A new study released about a week ago was finally able to demonstrate direct molecular benefit of massage to muscle tissue (whew, what we knew all along is finally proven true!). According to researchers, a 10 minute massage after exercise actually decreases inflammation and may even promote muscular metabolism.
Muscle inflammation is typically present after a bout of exercise. Small inflammatory molecules called cytokines are released in high concentrations after you damage your muscles, and they are what cause you to feel sore. However, when a muscle is massaged after your run or bike, the cytokines are significantly reduced. Through this mechanism, the researchers of this study suggest that massage works very similarly to popping a few Advil or Motrin (NSAID’s).

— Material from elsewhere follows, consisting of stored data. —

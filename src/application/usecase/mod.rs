pub mod cart_usecase;
pub mod menu_usecase;
pub mod order_usecase;

#[cfg(test)]
pub(crate) mod testing;

// Re-export public API
pub use cart_usecase::CartLedger;
pub use menu_usecase::MenuCatalog;
pub use order_usecase::{HistoryOutcome, OrderLifecycle};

The added bonus of massage (besides reducing chemical ingestion into your body) is that it may also help to increase the number of mitochondria you make as your muscle is being repaired - possibly providing a boost on subsequent hikes, yoga classes, or strength training sessions!
So, the next time you are experiencing the after-burn of a killer spin class or squatting sesh, treat yourself to a nice deep tissue massage. Don’t have the cash to splurge? No worries, you will most likely get the same effect with a foam roll or The Stick (minus the lavender oil and Enya playing in the background...).